Dia berdiri didampingi oleh para pemimpin Afrika Selatan dan Ethiopia serta mantan Presiden Amerika Serikat, Bill Clinton.
Sesuai tradisi, Presiden Kagame akan menyalakan api peringatan pada Minggu malam (7/4) di Kigali Genocide Memorial, tempat lebih dari 250.000 korban diyakini dimakamkan.
Ia juga diperkirakan akan menyampaikan pidato pada hari berikutnya.
Mengutip laporan
Al-Jazeera, selama Minggu Berkabung, musik dilarang diperdengarkan di tempat umum maupun radio.
Sementara acara olahraga dan film dilarang ditayangkan di TV kecuali terkait dengan apa yang disebut “Kwibuka (Peringatan) 30”.
PBB dan Uni Afrika juga akan mengadakan upacara peringatan.
Pembunuhan besar-besaran, yang dimulai pada tanggal 7 April 1994, berlangsung 100 hari sebelum milisi pemberontak Front Patriotik Rwanda (RPF) merebut Kigali pada bulan Juli tahun itu, dan menyebabkan sekitar 800.000 orang tewas, sebagian besar adalah orang Tutsi dan juga orang Hutu moderat.
Pembunuhan Presiden Hutu Juvenal Habyarimana pada malam tanggal 6 April, ketika pesawatnya ditembak jatuh di atas Kigali, memicu amukan orang-orang Hutu bersenjata dan milisi “Interahamwe”.
Korban mereka ditembak, dipukuli, atau dibacok hingga tewas dalam pembunuhan yang dipicu oleh propaganda kejam anti-Tutsi yang disiarkan di TV dan radio.
Menurut angka PBB, setidaknya 250.000 perempuan diperkosa dalam peristiwa tersebut.
Rwanda kini berada di bawah pemerintahan Kagame, yang memimpin RPF, namun bekas kekerasan masih tetap ada, meninggalkan jejak kehancuran di seluruh wilayah Great Lakes di Afrika.
Kegagalan komunitas internasional untuk melakukan intervensi telah menjadi penyebab rasa malu yang berkepanjangan, dimana Presiden Prancis Emmanuel Macron diperkirakan berpidato hari ini untuk menyesali ketidakmampuan Paris, sekutu Barat dan Uni Afrika menghentikan pembantaian tersebut.
Menurut Rwanda, ratusan tersangka genosida masih buron, termasuk di negara tetangga seperti Republik Demokratik Kongo dan Uganda
Hanya 28 dari mereka yang telah diekstradisi ke Rwanda dari seluruh dunia.
Prancis, salah satu tujuan utama tersangka genosida Rwanda telah mengadili dan menghukum enam orang atas keterlibatan mereka dalam pembunuhan tersebut.

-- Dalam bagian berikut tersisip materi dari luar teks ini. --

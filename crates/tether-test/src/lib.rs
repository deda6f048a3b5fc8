//! Tether Test Harness - loopback transport and end-to-end validation
//!
//! This crate provides:
//! - A queueing loopback channel (the pending-command behavior of a real
//!   transport, without the transport)
//! - A twin harness wiring a host and a guest runtime back to back
//! - End-to-end synchronization scenarios

pub mod harness;
pub mod loopback;

#[cfg(test)]
mod integration;

pub use harness::*;
pub use loopback::*;
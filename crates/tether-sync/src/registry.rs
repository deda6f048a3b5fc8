//! Instance registry
//!
//! Process-wide map from instance id to live pair instance, weakly held:
//! registry membership must not keep an otherwise-unreferenced instance
//! alive. A missing id is a valid, expected outcome - messages addressed
//! to a since-collected object are dropped by the caller.

use std::collections::HashMap;
use std::sync::{Arc, Weak};

use parking_lot::Mutex;
use tether_core::InstanceId;

use crate::Pair;

/// Weak map from instance id to pair instance
#[derive(Default)]
pub struct InstanceRegistry {
    inner: Mutex<HashMap<InstanceId, Weak<Pair>>>,
}

impl InstanceRegistry {
    pub fn new() -> Self {
        InstanceRegistry::default()
    }

    /// Insert an instance under weak ownership.
    pub fn register(&self, instance: &Arc<Pair>) {
        self.inner
            .lock()
            .insert(instance.id().clone(), Arc::downgrade(instance));
    }

    /// Look up an instance. Returns None if the id was never registered or
    /// the instance has been collected; a dead entry is pruned on the way.
    pub fn lookup(&self, id: &InstanceId) -> Option<Arc<Pair>> {
        let mut map = self.inner.lock();
        match map.get(id) {
            Some(weak) => match weak.upgrade() {
                Some(live) => Some(live),
                None => {
                    map.remove(id);
                    None
                }
            },
            None => None,
        }
    }

    /// Remove an entry explicitly (destroy notification path).
    pub fn remove(&self, id: &InstanceId) -> bool {
        self.inner.lock().remove(id).is_some()
    }

    /// Drop all entries whose instance has been collected.
    pub fn sweep(&self) {
        self.inner.lock().retain(|_, weak| weak.strong_count() > 0);
    }

    /// Number of live entries.
    pub fn len(&self) -> usize {
        self.inner
            .lock()
            .values()
            .filter(|weak| weak.strong_count() > 0)
            .count()
    }

    pub fn is_empty(&self) -> bool {
        self.len() == 0
    }
}
#[cfg(test)]
mod tests {
    use tether_core::{MemberRole, Value};

    use super::*;

    fn registry() -> ClassRegistry {
        ClassRegistry::new()
    }

    #[test]
    fn test_plain_signal_gets_companion_mirror() {
        let reg = registry();
        let class = reg
            .register(ClassSpec::new("Counter").signal("count", Value::Int(0)))
            .unwrap();

        let proxy = class.companion().signal("count").unwrap();
        assert_eq!(proxy.kind, SignalKind::LocalMirror);
        assert_eq!(proxy.initial, Value::Int(0));
        // Host side keeps the authoritative declaration.
        assert_eq!(class.host_signal("count").unwrap().kind, SignalKind::Plain);
    }

    #[test]
    fn test_input_signal_gets_drivable_mirror() {
        let reg = registry();
        let class = reg
            .register(ClassSpec::new("Slider").input("value", Value::Float(0.0)))
            .unwrap();
        assert_eq!(
            class.companion().signal("value").unwrap().kind,
            SignalKind::LocalMirrorInput
        );
    }

    #[test]
    fn test_companion_signal_gets_remote_sourced_proxy() {
        let reg = registry();
        let class = reg
            .register(ClassSpec::new("Mouse").companion_signal("pos", Value::Null))
            .unwrap();
        assert_eq!(
            class.host_signal("pos").unwrap().kind,
            SignalKind::RemoteSourced
        );
    }

    #[test]
    fn test_member_collision_warns_and_skips() {
        let reg = registry();
        // Companion declares a method named like the host signal: the proxy
        // must be omitted, registration must still succeed.
        let class = reg
            .register(
                ClassSpec::new("Clash")
                    .signal("draw", Value::Int(0))
                    .companion_member(MemberSpec::method("draw")),
            )
            .unwrap();
        assert!(class.companion().signal("draw").is_none());
        assert!(class.companion().member("draw").is_some());
        assert_eq!(class.host_signal("draw").unwrap().kind, SignalKind::Plain);
    }

    #[test]
    fn test_inherited_member_collision_is_tolerated() {
        let reg = registry();
        reg.register(
            ClassSpec::new("Base").companion_member(MemberSpec::method("total")),
        )
        .unwrap();
        let class = reg
            .register(
                ClassSpec::new("Child")
                    .base("Base")
                    .signal("total", Value::Int(0)),
            )
            .unwrap();
        // Still constructible; the colliding signal just does not sync.
        assert!(class.companion().signal("total").is_none());
        assert!(class.host_signal("total").is_some());
    }

    #[test]
    fn test_inheritance_composes_companions() {
        let reg = registry();
        reg.register(ClassSpec::new("Widget").signal("visible", Value::Bool(true)))
            .unwrap();
        let class = reg
            .register(
                ClassSpec::new("Button")
                    .base("Widget")
                    .signal("label", Value::Str("".into())),
            )
            .unwrap();

        assert!(class.companion().signal("visible").is_some());
        assert!(class.companion().signal("label").is_some());
        assert!(class.host_signal("visible").is_some());
    }

    #[test]
    fn test_later_base_overrides_earlier() {
        let reg = registry();
        reg.register(ClassSpec::new("A").signal("x", Value::Int(1)))
            .unwrap();
        reg.register(ClassSpec::new("B").signal("x", Value::Int(2)))
            .unwrap();
        let class = reg
            .register(ClassSpec::new("C").base("A").base("B"))
            .unwrap();
        assert_eq!(class.host_signal("x").unwrap().initial, Value::Int(2));
        assert_eq!(
            class.companion().signal("x").unwrap().initial,
            Value::Int(2)
        );
    }

    #[test]
    fn test_sibling_descriptors_are_independent() {
        let reg = registry();
        reg.register(ClassSpec::new("Base").signal("x", Value::Int(0)))
            .unwrap();
        let a = reg
            .register(ClassSpec::new("A").base("Base").signal("x", Value::Int(10)))
            .unwrap();
        let b = reg
            .register(ClassSpec::new("B").base("Base").signal("x", Value::Int(20)))
            .unwrap();

        assert_eq!(a.companion().signal("x").unwrap().initial, Value::Int(10));
        assert_eq!(b.companion().signal("x").unwrap().initial, Value::Int(20));
        // The base keeps its own.
        let base = reg.get("Base").unwrap();
        assert_eq!(
            base.companion().signal("x").unwrap().initial,
            Value::Int(0)
        );
    }

    #[test]
    fn test_magic_members_skipped_except_carried_hooks() {
        let reg = registry();
        let class = reg
            .register(
                ClassSpec::new("Ser")
                    .companion_member(MemberSpec::with_body(
                        "__init__",
                        MemberRole::Constructor,
                        "function (id) { this.id = id; }",
                    ))
                    .companion_member(MemberSpec::with_body(
                        "__to_wire__",
                        MemberRole::ToWire,
                        "function () { return {}; }",
                    ))
                    .companion_member(MemberSpec::with_body(
                        "__secret__",
                        MemberRole::Method,
                        "function () {}",
                    )),
            )
            .unwrap();
        assert!(class.companion().member("__init__").is_some());
        assert!(class.companion().member("__to_wire__").is_some());
        assert!(class.companion().member("__secret__").is_none());
    }

    #[test]
    fn test_duplicate_and_unknown_base_errors() {
        let reg = registry();
        reg.register(ClassSpec::new("X")).unwrap();
        assert!(matches!(
            reg.register(ClassSpec::new("X")),
            Err(TetherError::DuplicateClass(_))
        ));
        assert!(matches!(
            reg.register(ClassSpec::new("Y").base("Missing")),
            Err(TetherError::UnknownBase { .. })
        ));
    }

    #[test]
    fn test_bootstrap_emitted_once_with_first_root() {
        let reg = registry();
        let first = reg
            .register(ClassSpec::new("Root").signal("a", Value::Int(0)))
            .unwrap();
        let second = reg.register(ClassSpec::new("OtherRoot")).unwrap();
        let child = reg
            .register(ClassSpec::new("Child").base("Root"))
            .unwrap();

        assert!(first.source().contains("tether.serializer = new Serializer()"));
        assert!(!second.source().contains("new Serializer()"));
        assert!(!child.source().contains("new Serializer()"));
        assert!(child.source().contains("tether.classes[\"Child\"]"));

        // Cached: repeated reads are the same blob.
        assert_eq!(first.source(), reg.get("Root").unwrap().source());

        let full = reg.full_source();
        assert!(full.starts_with("var tether"));
        let root_at = full.find("tether.classes[\"Root\"]").unwrap();
        let child_at = full.find("tether.classes[\"Child\"]").unwrap();
        assert!(root_at < child_at);
    }

    #[test]
    fn test_source_blob_carries_signal_kinds_and_initials() {
        let reg = registry();
        let class = reg
            .register(
                ClassSpec::new("Mix")
                    .signal("count", Value::Int(3))
                    .companion_signal("pos", Value::Null),
            )
            .unwrap();
        let source = class.source();
        assert!(source.contains("\"count\": {kind: \"local-mirror\", initial: 3}"));
        assert!(source.contains("\"pos\": {kind: \"plain\", initial: null}"));
    }
}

Pada tahun 2002, Rwanda mendirikan pengadilan komunitas di mana para korban mendengar pengakuan dari orang-orang yang menganiaya mereka, meskipun pengawas hak asasi manusia mengatakan bahwa sistem tersebut juga mengakibatkan hilangnya keadilan.
Saat ini, KTP Rwanda tidak menyebutkan apakah seseorang itu Hutu atau Tutsi.
Menjelang peringatan 30 tahun tersebut, ada seruan baru dari pengawas hak asasi manusia agar tersangka genosida yang tersisa harus dimintai pertanggungjawaban.